In January, Ms Butikofer declared her resignation from the role due to her husband being ill, and following the death of her parents.

At the time, she spoke emotionally of the "turmoil" Covid has caused in the world and the particular difficulties for those who have fought the virus and lost loved ones.

The announcement came just over three years since she was elected council leader after a vote of no confidence in the leader John Lee in November 2018.

"There were a lot of similarities in the council back then with what is happening in Westminster these days," says Ms Butikofer.

"The Conservatives were tearing themselves apart, there was a lot of infighting. I have to say I was sorry to put in the vote of no confidence against John because he was one of the good guys, trying to do the right thing but the rest of his group wasn’t working with him."

In the previous 22 months, 11 members of the Conservative group had quit the party and joined the Independents.

Six months later, in the local elections, the district's political tide continued to turn when the Liberal Democrats won 30 seats on the council, with the Tories taking just six and independents claiming four.

The results were in stark contrast to the 2015 election outcome, when the Conservatives had won 33 out of what then a 48-seat council.

"We had a fantastic night," says Ms Butikofer.

"During election time it’s going to get rough and tumble but I do believe that when it’s not election time, in local politics, you should be working for the people together."
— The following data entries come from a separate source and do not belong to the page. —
//! Creature records handed over by the encounter builder, and the
//! challenge-rating lookup used to price them.

use serde::{Deserialize, Serialize};
use std::collections::HashMap;

const STANDARD_CR_XP: [(&str, u32); 34] = [
    ("0", 10),
    ("1/8", 25),
    ("1/4", 50),
    ("1/2", 100),
    ("1", 200),
    ("2", 450),
    ("3", 700),
    ("4", 1100),
    ("5", 1800),
    ("6", 2300),
    ("7", 2900),
    ("8", 3900),
    ("9", 5000),
    ("10", 5900),
    ("11", 7200),
    ("12", 8400),
    ("13", 10000),
    ("14", 11500),
    ("15", 13000),
    ("16", 15000),
    ("17", 18000),
    ("18", 20000),
    ("19", 22000),
    ("20", 25000),
    ("21", 33000),
    ("22", 41000),
    ("23", 50000),
    ("24", 62000),
    ("25", 75000),
    ("26", 90000),
    ("27", 105000),
    ("28", 120000),
    ("29", 135000),
    ("30", 155000),
];

/// Maps challenge-rating strings ("1/4", "5", ...) to experience points.
#[derive(Debug, Clone, PartialEq, Eq, Serialize, Deserialize)]
pub struct CrXpTable {
    entries: HashMap<String, u32>,
}

impl CrXpTable {
    pub fn standard() -> Self {
        Self {
            entries: STANDARD_CR_XP
                .iter()
                .map(|(cr, xp)| (cr.to_string(), *xp))
                .collect(),
        }
    }

    pub fn xp_for(&self, cr: &str) -> Option<u32> {
        self.entries.get(cr.trim()).copied()
    }

    pub fn insert(&mut self, cr: impl Into<String>, xp: u32) {
        self.entries.insert(cr.into(), xp);
    }

    pub fn len(&self) -> usize {
        self.entries.len()
    }

    pub fn is_empty(&self) -> bool {
        self.entries.is_empty()
    }
}

impl Default for CrXpTable {
    fn default() -> Self {
        Self::standard()
    }
}

/// Parses a challenge rating into its numeric value; fractions like "1/8"
/// are supported.
pub fn cr_value(cr: &str) -> Option<f32> {
    let cr = cr.trim();
    match cr.split_once('/') {
        Some((num, den)) => {
            let num: f32 = num.trim().parse().ok()?;
            let den: f32 = den.trim().parse().ok()?;
            if den == 0.0 {
                None
            } else {
                Some(num / den)
            }
        }
        None => cr.parse().ok(),
    }
}

/// A monster as delivered by the builder or a bestiary file.
#[derive(Debug, Clone, PartialEq, Serialize, Deserialize)]
pub struct Creature {
    pub name: String,
    pub hp: u32,
    pub ac: i32,
    #[serde(default)]
    pub speed: Option<String>,
    #[serde(rename = "type", default)]
    pub creature_type: String,
    pub cr: String,
    /// Falls back to the CR table when absent.
    #[serde(default)]
    pub xp: Option<u32>,
    #[serde(default)]
    pub environment: Vec<String>,
    #[serde(default)]
    pub abilities: Vec<String>,
}

impl Creature {
    pub fn resolved_xp(&self, table: &CrXpTable) -> u32 {
        self.xp.or_else(|| table.xp_for(&self.cr)).unwrap_or(0)
    }

    pub fn cr_value(&self) -> f32 {
        cr_value(&self.cr).unwrap_or(0.0)
    }
}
This is something she heard on the doorstep - voters telling her they wanted a council that could work together, not just along party political lines.
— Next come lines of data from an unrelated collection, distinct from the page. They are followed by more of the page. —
use serde::{Deserialize, Serialize};
use std::fmt;

/// The conditions defined by the 5e rules. Custom condition names are still
/// allowed on a [`Condition`]; this list only feeds pickers and shortcuts.
#[derive(Debug, Clone, Copy, PartialEq, Eq, Hash, Serialize, Deserialize)]
pub enum StandardCondition {
    Blinded,
    Charmed,
    Deafened,
    Frightened,
    Grappled,
    Incapacitated,
    Invisible,
    Paralyzed,
    Petrified,
    Poisoned,
    Prone,
    Restrained,
    Stunned,
    Unconscious,
}

impl StandardCondition {
    pub const ALL: [StandardCondition; 14] = [
        StandardCondition::Blinded,
        StandardCondition::Charmed,
        StandardCondition::Deafened,
        StandardCondition::Frightened,
        StandardCondition::Grappled,
        StandardCondition::Incapacitated,
        StandardCondition::Invisible,
        StandardCondition::Paralyzed,
        StandardCondition::Petrified,
        StandardCondition::Poisoned,
        StandardCondition::Prone,
        StandardCondition::Restrained,
        StandardCondition::Stunned,
        StandardCondition::Unconscious,
    ];
}

impl fmt::Display for StandardCondition {
    fn fmt(&self, f: &mut fmt::Formatter) -> fmt::Result {
        write!(f, "{:?}", self)
    }
}

/// A condition applied to a combatant. `duration` counts rounds and is only
/// decremented when a tick is requested explicitly.
#[derive(Debug, Clone, PartialEq, Eq, Serialize, Deserialize)]
pub struct Condition {
    pub name: String,
    #[serde(default, skip_serializing_if = "Option::is_none")]
    pub duration: Option<u32>,
}

impl Condition {
    pub fn new(name: impl Into<String>) -> Self {
        Self {
            name: name.into(),
            duration: None,
        }
    }

    pub fn with_duration(name: impl Into<String>, rounds: u32) -> Self {
        Self {
            name: name.into(),
            duration: Some(rounds),
        }
    }

    /// Decrements a timed condition. Returns `false` once it has run out.
    pub fn tick(&mut self) -> bool {
        match self.duration {
            Some(rounds) => {
                let left = rounds.saturating_sub(1);
                self.duration = Some(left);
                left > 0
            }
            None => true,
        }
    }
}

impl From<StandardCondition> for Condition {
    fn from(condition: StandardCondition) -> Self {
        Condition::new(condition.to_string())
    }
}

impl fmt::Display for Condition {
    fn fmt(&self, f: &mut fmt::Formatter) -> fmt::Result {
        match self.duration {
            Some(rounds) => write!(f, "{} ({}r)", self.name, rounds),
            None => write!(f, "{}", self.name),
        }
    }
}

/// Selects a condition for removal, either by its position or by name.
#[derive(Debug, Clone, PartialEq, Eq, Serialize, Deserialize)]
pub enum ConditionTarget {
    Index(usize),
    Name(String),
}

#[cfg(test)]
mod tests {
    use super::*;

    #[test]
    fn test_tick_expires_timed_condition() {
        let mut condition = Condition::with_duration("Frightened", 2);
        assert!(condition.tick());
        assert_eq!(condition.duration, Some(1));
        assert!(!condition.tick());
        assert_eq!(condition.duration, Some(0));
    }

    #[test]
    fn test_tick_keeps_untimed_condition() {
        let mut condition = Condition::new("Prone");
        assert!(condition.tick());
        assert_eq!(condition.duration, None);
    }

    #[test]
    fn test_display() {
        assert_eq!(Condition::from(StandardCondition::Stunned).to_string(), "Stunned");
        assert_eq!(
            Condition::with_duration("Poisoned", 3).to_string(),
            "Poisoned (3r)"
        );
    }
}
She mentions The Reef, north Norfolk's new leisure centre, as an example.

"I would say that was a Conservative project originally but it is a good project, and it was good to continue it and right to deliver it. You don’t have to throw the baby out with the bathwater," she says.

"At the council it has to be collaborative. It’s hard to be in politics these days. People say you’re all the same but we’re not all the same. There are good people in every single party.

"When I was first a member of the district council, we might disagree with one another in the chamber, but we would all go a have a coffee later together and talk about things and debate things and we don’t get that opportunity anymore.

"That is one of the fallouts from Covid," she says.

"I really hope that changes and goes back. Because that is so important. Because you build these friendships across the political divide and they really are valuable."

Indeed, Ms Butikofer's first taste of politics was for a Conservative party agency in Redditch in Worcestershire, when she worked with Anthea McIntyre who eventually went on to become an MEP.

"I believed in her and I became her agent. I worked for her on two campaigns and she was a Conservative candidate, but it was Anthea I believed in, not necessarily the politics."

Ms Butikofer later moved to Norfolk, where her family is originally from, and it was while working with MP Norman Lamb that she joined the Liberal Democrats.

"Gradually I took up different jobs for him, case work, PA, until one day he said, 'Why don’t you stand as a councillor?'"

She was elected to NNDC in May 2015 representing The Runtons and Aylmerton ward.

She said that some of what the party has delivered is better customer service and an improved planning department.

"They’ve taken longer than I would have liked," she says. "When you become council leader you think you have a magic wand and you can make things happen overnight, but that is not the case.

"There is a lot of bureaucracy, and there has to be bureaucracy, it is right the regulations are followed, but it is sometimes not as fast as I would like."

Unsurprisingly, the biggest challenge was reacting to the pandemic - but Ms Butifoker said she was proud of how council staff had stepped up to the task.

Her successor will be Tim Adams, 30, who was elected leader of the council's majority Liberal Democrat group last month.